Both sets of playmakers head into Sunday’s showdown on the back of tremendous form, although Souths duo Luke Keary and Adam Reynolds have maintained theirs for a longer period of time. But the positive experience Josh Reynolds and Trent Hodkinson garnered from NSW’s series success holds them in good stead for the grand final pressure-cooker, while they’ve emphatically emerged from their post-Origin slump.

Advantage: Tie

The enigmas

Grand final history is littered with players – Anthony Mundine, Krisnan Inu, Jonathan Wright, David Williams – cruelling their teams’ title hopes with erratic displays on the game’s biggest stage, and rocks-or-diamonds performers abound on both sides. Josh Reynolds, Tony Williams, Tuqiri, Sutton, Brown, Te’o, Maitua and Klemmer are all capable of swinging a match with a piece of inspiration or a brain explosion.

Advantage: Rabbitohs

The clutch

If the Bulldogs can somehow stymie the Rabbitohs’ myriad game-breakers and head into the latter stages on even terms, they may hold the edge. Hodkinson and Josh Reynolds have slotted four late match-winning field goals between them in 2014, including in a dramatic 15-14 Good Friday eclipse of Souths and in the golden point defeat of Manly a fortnight ago.

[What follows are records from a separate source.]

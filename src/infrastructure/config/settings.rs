//! Application configuration loading and validation.
//!
//! Provides the main [`Config`] struct that aggregates all settings.
//! Configuration is loaded from a TOML file; the oracle private key comes
//! from the `ORACLE_PRIVATE_KEY` environment variable.
//!
//! # Example
//!
//! ```no_run
//! use clmsr::infrastructure::config::settings::Config;
//!
//! fn main() -> Result<(), Box<dyn std::error::Error>> {
//!     let config = Config::load("config.toml")?;
//!     config.init_logging();
//!     let limits = config.limits()?;
//!     println!("max chunks per trade: {}", limits.max_chunks_per_tx);
//!     Ok(())
//! }
//! ```

use std::path::Path;

use serde::Deserialize;

use super::access::AccessConfig;
use super::logging::LoggingConfig;
use super::oracle::OracleConfig;
use super::protocol::ProtocolConfig;
use crate::domain::ProtocolLimits;
use crate::error::{ConfigError, Result};

/// Environment variable holding the oracle signing key.
pub const ORACLE_PRIVATE_KEY_ENV: &str = "ORACLE_PRIVATE_KEY";

/// Main application configuration.
///
/// Every section is optional; an empty file yields the protocol defaults.
#[derive(Debug, Clone, Default, Deserialize)]
pub struct Config {
    /// Logging and tracing configuration.
    #[serde(default)]
    pub logging: LoggingConfig,

    /// Numeric limits and settlement timing.
    #[serde(default)]
    pub protocol: ProtocolConfig,

    #[serde(default)]
    pub oracle: OracleConfig,

    #[serde(default)]
    pub access: AccessConfig,
}

impl Config {
    /// Parse configuration from TOML content.
    ///
    /// # Errors
    ///
    /// Returns an error if the TOML is malformed or validation fails.
    pub fn parse_toml(content: &str) -> Result<Self> {
        let mut config: Self = toml::from_str(content).map_err(ConfigError::Parse)?;

        // Never from the config file
        config.oracle.private_key = std::env::var(ORACLE_PRIVATE_KEY_ENV)
            .ok()
            .filter(|key| !key.trim().is_empty());

        config.validate()?;
        Ok(config)
    }

    /// Load configuration from a TOML file.
    ///
    /// # Errors
    ///
    /// Returns an error if the file cannot be read or [`Config::parse_toml`]
    /// fails.
    pub fn load<P: AsRef<Path>>(path: P) -> Result<Self> {
        let content = std::fs::read_to_string(path).map_err(ConfigError::ReadFile)?;
        Self::parse_toml(&content)
    }

    fn validate(&self) -> Result<()> {
        self.protocol.limits()?;
        if let Some(core) = self.access.core {
            if self.access.admins.contains(&core) {
                return Err(ConfigError::InvalidValue {
                    field: "access.core",
                    reason: "the core principal cannot also be an admin".to_string(),
                }
                .into());
            }
        }
        Ok(())
    }

    /// Protocol limits in WAD form.
    pub fn limits(&self) -> Result<ProtocolLimits> {
        self.protocol.limits()
    }

    /// Initialize logging based on configuration.
    pub fn init_logging(&self) {
        self.logging.init();
    }
}

#[cfg(test)]
mod tests {
    use super::*;
    use crate::infrastructure::config::logging::LogFormat;

    #[test]
    fn empty_config_uses_defaults() {
        let config = Config::parse_toml("").unwrap();
        assert_eq!(config.logging.level, "info");
        assert_eq!(config.logging.format, LogFormat::Pretty);
        assert_eq!(config.limits().unwrap(), ProtocolLimits::default());
        assert!(config.access.admins.is_empty());
    }

    #[test]
    fn parses_every_section() {
        let toml = r#"
            [logging]
            level = "debug"
            format = "json"

            [protocol]
            max_chunks_per_tx = 10
            min_factor = "0.01"
            max_factor = "100"

            [oracle]
            signer = "0x00000000000000000000000000000000000000aa"

            [access]
            admins = ["0x0000000000000000000000000000000000000001"]
            core = "0x00000000000000000000000000000000000000c0"
        "#;
        let config = Config::parse_toml(toml).unwrap();
        assert_eq!(config.logging.format, LogFormat::Json);
        assert_eq!(config.limits().unwrap().max_chunks_per_tx, 10);
        assert!(config.oracle.signer.is_some());
        assert_eq!(config.access.admins.len(), 1);
    }

    #[test]
    fn rejects_core_listed_as_admin() {
        let toml = r#"
            [access]
            admins = ["0x00000000000000000000000000000000000000c0"]
            core = "0x00000000000000000000000000000000000000c0"
        "#;
        assert!(Config::parse_toml(toml).is_err());
    }

    #[test]
    fn rejects_malformed_toml() {
        assert!(matches!(
            Config::parse_toml("[protocol"),
            Err(crate::error::Error::Config(ConfigError::Parse(_)))
        ));
    }
}
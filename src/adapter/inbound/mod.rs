//! Inbound adapters (driving side).

pub mod cli;
//! Access-control configuration.

use serde::Deserialize;

use crate::domain::Principal;

/// `[access]` section.
#[derive(Debug, Clone, Default, Deserialize)]
pub struct AccessConfig {
    /// Principals allowed to run administrative calls.
    #[serde(default)]
    pub admins: Vec<Principal>,

    /// Identity the core presents to its collaborators.
    pub core: Option<Principal>,
}
//! Range positions held in the external position ledger.

use serde::{Deserialize, Serialize};

use super::ids::{MarketId, PositionId, Principal};
use super::money::Quantity;

/// Exposure to the inclusive tick range `[lower_tick, upper_tick]` of one
/// market. Pays `quantity` if the settlement tick falls inside the range.
#[derive(Debug, Clone, Copy, PartialEq, Eq, Serialize, Deserialize)]
pub struct Position {
    id: PositionId,
    owner: Principal,
    market_id: MarketId,
    lower_tick: i64,
    upper_tick: i64,
    quantity: Quantity,
}

impl Position {
    #[must_use]
    pub const fn new(
        id: PositionId,
        owner: Principal,
        market_id: MarketId,
        lower_tick: i64,
        upper_tick: i64,
        quantity: Quantity,
    ) -> Self {
        Self {
            id,
            owner,
            market_id,
            lower_tick,
            upper_tick,
            quantity,
        }
    }

    #[must_use]
    pub const fn id(&self) -> PositionId {
        self.id
    }

    #[must_use]
    pub const fn owner(&self) -> Principal {
        self.owner
    }

    #[must_use]
    pub const fn market_id(&self) -> MarketId {
        self.market_id
    }

    #[must_use]
    pub const fn lower_tick(&self) -> i64 {
        self.lower_tick
    }

    #[must_use]
    pub const fn upper_tick(&self) -> i64 {
        self.upper_tick
    }

    #[must_use]
    pub const fn quantity(&self) -> Quantity {
        self.quantity
    }

    /// Returns a copy holding `quantity` instead.
    #[must_use]
    pub const fn with_quantity(self, quantity: Quantity) -> Self {
        Self { quantity, ..self }
    }

    /// Returns true if `tick` lies inside the position's range.
    #[must_use]
    pub const fn covers(&self, tick: i64) -> bool {
        self.lower_tick <= tick && tick <= self.upper_tick
    }
}

#[cfg(test)]
mod tests {
    use super::*;
    use alloy_primitives::Address;

    fn position() -> Position {
        Position::new(
            PositionId::new(1),
            Principal::new(Address::with_last_byte(1)),
            MarketId::new(1),
            100,
            120,
            5_000_000,
        )
    }

    #[test]
    fn covers_is_inclusive() {
        let pos = position();
        assert!(pos.covers(100));
        assert!(pos.covers(120));
        assert!(!pos.covers(99));
        assert!(!pos.covers(121));
    }

    #[test]
    fn with_quantity_keeps_identity() {
        let pos = position().with_quantity(1);
        assert_eq!(pos.id(), PositionId::new(1));
        assert_eq!(pos.quantity(), 1);
    }
}
use std::fs;
use std::path::{Path, PathBuf};

fn root() -> PathBuf {
    PathBuf::from(env!("CARGO_MANIFEST_DIR"))
}

fn relative_path(path: &Path) -> String {
    path.strip_prefix(root())
        .unwrap_or(path)
        .to_string_lossy()
        .replace('\\', "/")
}

fn collect_rs_files_recursive(dir: &Path, files: &mut Vec<PathBuf>) {
    let entries = fs::read_dir(dir).unwrap_or_else(|e| {
        panic!("failed to read dir {}: {e}", dir.display());
    });

    for entry in entries {
        let path = entry
            .unwrap_or_else(|e| panic!("failed to read dir entry: {e}"))
            .path();
        if path.is_dir() {
            collect_rs_files_recursive(&path, files);
        } else if path.extension().is_some_and(|ext| ext == "rs") {
            files.push(path);
        }
    }
}

pub fn collect_rs_files(relative_dir: &str) -> Vec<PathBuf> {
    let mut files = Vec::new();
    collect_rs_files_recursive(&root().join(relative_dir), &mut files);
    files.sort();
    files
}

/// `(file, line number, line)` for every line under `relative_dir`
/// containing one of `patterns`.
pub fn find_lines_containing(
    relative_dir: &str,
    patterns: &[&str],
) -> Vec<(String, usize, String)> {
    let mut hits = Vec::new();
    for file in collect_rs_files(relative_dir) {
        let content = fs::read_to_string(&file).unwrap_or_else(|e| {
            panic!("failed to read {}: {e}", file.display());
        });
        for (idx, line) in content.lines().enumerate() {
            if patterns.iter().any(|p| line.contains(p)) {
                hits.push((relative_path(&file), idx + 1, line.to_string()));
            }
        }
    }
    hits
}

Do the Rabbitohs have destiny on their side? Photo Getty

Do the Rabbitohs have destiny on their side? Photo Getty

The Rabbitohs have not won a match by one point in two and a half years, while – quite remarkably – only two of their 17 wins this season have been by less than 10 points. That demonstrates how dominant they’ve been, but the Bunnies will find themselves in unfamiliar territory if the decider goes down to the wire.

Advantage: Bulldogs

Destiny

The majority of the modern era’s premiership-winning teams have carried a sense of destiny with them into the grand final. Melbourne in 2012 after the salary cap disaster; the Bulldogs in 2004 following their own salary cap debacle and the Coffs Harbour scandal; the long-suffering Dragons in 2010; the fairytale Panthers of ’03 and Tigers of ’05; the Storm and Manly in 2007 and ’08 respectively after going down in the previous year’s decider – they all had more of a reason to win it, like it was meant to be. Arguably no grand final side has ever embodied this feeling of destiny more than the 2014 Rabbitohs.